• TASK MATERIAL:
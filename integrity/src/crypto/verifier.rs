//! # Signature Verification
//!
//! The consumer side of the roster: given records and the public key the
//! server advertised, decide which records to trust.
//!
//! A record that fails verification is not an error. It is a `false`,
//! logged at debug level, and the record is dropped from the trusted set.
//! The only batch-level failures are an unusable public key and a
//! verification task that could not run; both mean "no answer", which is
//! never the same as "no trusted users".
//!
//! ## Signature text
//!
//! The `signature` field must be non-empty lowercase hex. Uppercase digits
//! are rejected rather than folded, so that every single-bit change to the
//! text changes the outcome instead of decoding to the same bytes.

use std::sync::Arc;

use futures::future::join_all;
use p384::ecdsa::signature::DigestVerifier;
use p384::ecdsa::{Signature, VerifyingKey};
use p384::pkcs8::DecodePublicKey;
use sha2::{Digest, Sha384};
use thiserror::Error;

use super::der;
use super::{is_lower_hex, signable_payload};
use crate::user::UserRecord;

#[derive(Debug, Error)]
pub enum VerifyError {
    /// The advertised key cannot be used, so no record can be checked.
    #[error("public key is not a valid P-384 SPKI PEM")]
    InvalidPublicKey,

    #[error("verification task failed: {0}")]
    TaskFailed(String),
}

/// Why a single record was rejected. Only used for logging.
#[derive(Debug, Clone, Copy, PartialEq, Eq)]
enum Rejection {
    BadHex,
    Malformed,
    OutOfRange,
    Mismatch,
}

/// A parsed public key ready to check record signatures.
///
/// Parsing happens once; checks are `&self` and can run on any number of
/// threads at once.
#[derive(Debug, Clone)]
pub struct SignatureVerifier {
    key: VerifyingKey,
}

impl SignatureVerifier {
    /// Parses an SPKI PEM public key. Fails if it is not a P-384 key.
    pub fn from_pem(public_key_pem: &str) -> Result<Self, VerifyError> {
        let key = VerifyingKey::from_public_key_pem(public_key_pem.trim())
            .map_err(|_| VerifyError::InvalidPublicKey)?;
        Ok(Self { key })
    }

    pub fn from_key(key: VerifyingKey) -> Self {
        Self { key }
    }

    /// Checks a hex DER signature over `email`.
    pub fn verify(&self, email: &str, signature_hex: &str) -> bool {
        self.check(email, signature_hex).is_ok()
    }

    /// Checks a record's signature against its email.
    pub fn verify_record(&self, record: &UserRecord) -> bool {
        match self.check(&record.email, &record.signature) {
            Ok(()) => true,
            Err(reason) => {
                tracing::debug!(id = record.id, ?reason, "record rejected");
                false
            }
        }
    }

    fn check(&self, email: &str, signature_hex: &str) -> Result<(), Rejection> {
        let der_bytes = decode_lower_hex(signature_hex).ok_or(Rejection::BadHex)?;
        let raw = der::to_raw(&der_bytes).map_err(|_| Rejection::Malformed)?;
        let signature = Signature::from_slice(&raw).map_err(|_| Rejection::OutOfRange)?;
        let digest = Sha384::new_with_prefix(signable_payload(email));
        self.key
            .verify_digest(digest, &signature)
            .map_err(|_| Rejection::Mismatch)
    }
}

fn decode_lower_hex(s: &str) -> Option<Vec<u8>> {
    if !is_lower_hex(s) {
        return None;
    }
    hex::decode(s).ok()
}

/// Whether `record` carries a valid signature under `public_key_pem`.
///
/// Never fails: an unparsable key or signature is simply `false`.
pub fn verify_one(record: &UserRecord, public_key_pem: &str) -> bool {
    match SignatureVerifier::from_pem(public_key_pem) {
        Ok(verifier) => verifier.verify_record(record),
        Err(_) => {
            tracing::debug!(id = record.id, "public key unusable, record rejected");
            false
        }
    }
}

/// Returns the records whose signatures verify, in input order.
///
/// Each record is checked on the blocking pool, all at once, and the results
/// are joined before anything is returned. The input is only read.
///
/// # Errors
///
/// [`VerifyError::InvalidPublicKey`] if the key cannot be parsed, before any
/// record is looked at. [`VerifyError::TaskFailed`] if a check panicked or
/// was cancelled; no partial result is returned in that case.
pub async fn verify_and_filter(
    records: &[UserRecord],
    public_key_pem: &str,
) -> Result<Vec<UserRecord>, VerifyError> {
    let verifier = Arc::new(SignatureVerifier::from_pem(public_key_pem)?);

    let checks = records.iter().cloned().map(|record| {
        let verifier = Arc::clone(&verifier);
        tokio::task::spawn_blocking(move || {
            let trusted = verifier.verify_record(&record);
            (trusted, record)
        })
    });

    let mut trusted = Vec::with_capacity(records.len());
    for outcome in join_all(checks).await {
        let (ok, record) = outcome.map_err(|e| VerifyError::TaskFailed(e.to_string()))?;
        if ok {
            trusted.push(record);
        }
    }

    tracing::debug!(
        total = records.len(),
        trusted = trusted.len(),
        rejected = records.len() - trusted.len(),
        "batch verified"
    );
    Ok(trusted)
}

• EXERCISE DIRECTIONS: Across the records above, return every line that contains the word "input".

• RESPONSE TO THE EXERCISE:
/// Returns the records whose signatures verify, in input order.
/// are joined before anything is returned. The input is only read.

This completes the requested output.